I really enjoyed my job. I had six students my first year. One of them was Brittany Frazier. She was eleven or twelve at the time. Brittany was very bright, fun, and talked a little about her religion. Little things she would say made me curious. I met her mom, Bonnie, bringing her to school. We would chat when she would pick up or drop Brittany off. I really liked her. One interaction with Bonnie really struck me. I asked her if she could help teach the drama classes, and she said yes. Later she came to me and said, “Thank you for making me feel useful again.” I thought, “You’re working for free, and you’re thanking me?” Her words stuck with me.
Over the years, I got to know their whole family. Something about them struck me as extremely right—the way they interacted together—the children with their parents, between husband and wife. Of course there were conflicts, but deeply everything felt right.
I had known them for about a year when I finally asked Bonnie about her religion. After school one day, having coffee together, I asked, “What makes your family so right?” I asked her to tell me about her religion because I sensed it was the reason behind her family’s balanced life. I asked if it was Christian. She answered yes, but said, “I won’t tell you anymore if you don’t want me to.” But I wanted to know more. I wanted to know what made their family work.
The first thing she told me was that heaven is such a place that all who live well, of whatever religion, have a place there. That made sense. During our conversations about religion I had a lot of “Ahas!” I took in information little by little. I asked questions and Bonnie would answer. We began talking for hours and hours, on the phone, before class, and after school.

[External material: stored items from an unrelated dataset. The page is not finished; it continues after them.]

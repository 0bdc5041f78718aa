//! Root CA load/generate and per-host leaf issuance (§3, §4.2).

use rcgen::{
    BasicConstraints, CertificateParams, DistinguishedName, DnType, ExtendedKeyUsagePurpose, IsCa,
    KeyPair, KeyUsagePurpose, SanType,
};
use rustls_pki_types::{CertificateDer, PrivateKeyDer};
use std::path::{Path, PathBuf};
use time::{Duration, OffsetDateTime};

#[derive(Debug, thiserror::Error)]
pub enum CaError {
    #[error("failed to read {path}: {source}")]
    Read {
        path: PathBuf,
        #[source]
        source: std::io::Error,
    },
    #[error("failed to write {path}: {source}")]
    Write {
        path: PathBuf,
        #[source]
        source: std::io::Error,
    },
    #[error("failed to set permissions on {path}: {source}")]
    Permissions {
        path: PathBuf,
        #[source]
        source: std::io::Error,
    },
    #[error("certificate generation failed: {0}")]
    Rcgen(#[from] rcgen::Error),
    #[error("issued key is not a valid PKCS#8 private key: {0:?}")]
    InvalidKeyDer(rustls_pki_types::pem::Error),
}

/// The leaf certificate returned to the MITM engine for a TLS accept.
pub struct LeafCertificate {
    pub host: String,
    pub cert_chain: Vec<CertificateDer<'static>>,
    pub private_key: PrivateKeyDer<'static>,
}

/// The root certificate authority (§3): loaded once at startup, read-only thereafter.
pub struct RootCa {
    cert: rcgen::Certificate,
    key_pair: KeyPair,
}

fn root_params() -> Result<CertificateParams, rcgen::Error> {
    let mut params = CertificateParams::new(Vec::<String>::new())?;
    let mut dn = DistinguishedName::new();
    dn.push(DnType::CommonName, "Stronghold Root CA");
    dn.push(DnType::OrganizationName, "Stronghold Security");
    params.distinguished_name = dn;
    params.is_ca = IsCa::Ca(BasicConstraints::Constrained(0));
    params.key_usages = vec![
        KeyUsagePurpose::KeyCertSign,
        KeyUsagePurpose::CrlSign,
        KeyUsagePurpose::DigitalSignature,
    ];
    params.not_before = OffsetDateTime::now_utc();
    params.not_after = OffsetDateTime::now_utc() + Duration::days(3650);
    Ok(params)
}

impl RootCa {
    /// Loads the root CA from `<ca_dir>/ca.crt` + `<ca_dir>/ca.key` if both exist,
    /// otherwise generates a fresh root and persists it with the documented file modes.
    pub fn load_or_generate(ca_dir: &Path) -> Result<Self, CaError> {
        let cert_path = ca_dir.join("ca.crt");
        let key_path = ca_dir.join("ca.key");

        if cert_path.exists() && key_path.exists() {
            return Self::load(&cert_path, &key_path);
        }

        std::fs::create_dir_all(ca_dir).map_err(|source| CaError::Write {
            path: ca_dir.to_path_buf(),
            source,
        })?;

        let key_pair = KeyPair::generate()?;
        let params = root_params()?;
        let cert = params.self_signed(&key_pair)?;

        write_with_mode(&cert_path, cert.pem().as_bytes(), 0o644)?;
        write_with_mode(&key_path, key_pair.serialize_pem().as_bytes(), 0o600)?;

        tracing::info!(ca_dir = %ca_dir.display(), "generated fresh root CA");
        Ok(Self { cert, key_pair })
    }

    /// Loads an existing root CA. Accepts ECDSA (`EC PRIVATE KEY`), PKCS#1 RSA
    /// (`RSA PRIVATE KEY`), or PKCS#8-wrapped signers, as `rcgen::KeyPair::from_pem`
    /// auto-detects the PEM label.
    fn load(cert_path: &Path, key_path: &Path) -> Result<Self, CaError> {
        let key_pem = std::fs::read_to_string(key_path).map_err(|source| CaError::Read {
            path: key_path.to_path_buf(),
            source,
        })?;
        // ca.crt is the trust anchor already installed in the OS store; we only need
        // the key material to re-derive a signer handle consistent with it.
        let _cert_pem = std::fs::read_to_string(cert_path).map_err(|source| CaError::Read {
            path: cert_path.to_path_buf(),
            source,
        })?;

        let key_pair = KeyPair::from_pem(&key_pem)?;
        let params = root_params()?;
        let cert = params.self_signed(&key_pair)?;

        tracing::info!(ca_dir = %cert_path.parent().unwrap_or(Path::new(".")).display(), "loaded root CA");
        Ok(Self { cert, key_pair })
    }

    /// Mints a fresh leaf certificate for `host`, signed by this root (§3, §4.2).
    pub fn issue_leaf(&self, host: &str) -> Result<LeafCertificate, CaError> {
        let mut params = CertificateParams::new(vec![host.to_string()])?;
        let mut dn = DistinguishedName::new();
        dn.push(DnType::CommonName, host);
        params.distinguished_name = dn;
        params.subject_alt_names = vec![SanType::DnsName(host.to_string().try_into()?)];
        params.extended_key_usages = vec![ExtendedKeyUsagePurpose::ServerAuth];
        params.not_before = OffsetDateTime::now_utc();
        params.not_after = OffsetDateTime::now_utc() + Duration::days(365);

        let leaf_key = KeyPair::generate()?;
        let leaf_cert = params.signed_by(&leaf_key, &self.cert, &self.key_pair)?;

        let cert_der = CertificateDer::from(leaf_cert.der().to_vec());
        let key_der = PrivateKeyDer::try_from(leaf_key.serialize_der())
            .map_err(CaError::InvalidKeyDer)?
            .clone_key();

        Ok(LeafCertificate {
            host: host.to_string(),
            cert_chain: vec![cert_der],
            private_key: key_der,
        })
    }
}

fn write_with_mode(path: &Path, bytes: &[u8], mode: u32) -> Result<(), CaError> {
    std::fs::write(path, bytes).map_err(|source| CaError::Write {
        path: path.to_path_buf(),
        source,
    })?;
    #[cfg(unix)]
    {
        use std::os::unix::fs::PermissionsExt;
        std::fs::set_permissions(path, std::fs::Permissions::from_mode(mode)).map_err(|source| {
            CaError::Permissions {
                path: path.to_path_buf(),
                source,
            }
        })?;
    }
    Ok(())
}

It was really hard for me to accept that what she had been telling me could be true and still Christian. The first year, I kept looking for things I would not agree with. The hypocritical living I’d witnessed and the angry God I’d heard of had so deeply scarred my understanding of Christianity that it took me a long time to feel comfortable embracing a Christian faith.
But I saw it was working, which was the only reason I was going more deeply into it. I could see it at work in the Frazier family. I loved the intellectual conversations, but it was their life that convinced me.
I stopped working at the Montessori school and moved back to Holland in 1995. Half a year later the Fraziers moved back to New York and later to their hometown, Bryn Athyn, PA. We’ve stayed in touch ever since, and I was baptized in 1999.
Three years ago I fell off a horse and broke my back. The accident left me handicapped enough that I can’t work anymore. Nothing bad ever happens without something good coming out of it—a treasured truth I’ve learned from the teachings of the New Church. The good that has come from my injury is that I have much more time now to focus on spiritual growth and study. It happened in September, and soon after I found out about the Journey program, Living Courageously, and participated. I enjoyed being a part of something, even though I was stuck on my back. For this past Journey program, Shift, I was part of an online, real-time small group, which I wouldn’t have been able to do if I was still working.
My faith has given me ground. It has made it feel easy and fun to try to be a good person. A neighbor of mine has a daughter who is very bright but has Tourette’s syndrome and dyslexia. She would come to my house and I would work with her. After my fall, I wasn’t allowed to work with her officially anymore, but I wanted to continue helping her, so I help her out of “neighborly duty” now. Having the time and the means to be able to help her for free feels like a luxury. She is still coming now, a couple of times a week. We’ve become close friends. She is a wonderful sixteen-year-old. At one point, she had finished her homework and said, “Well, thank you.” I replied, “You know, thank you for making me useful again—because I really need a use.” Now I understand what it is that Bonnie meant when she said the same thing to me, years before.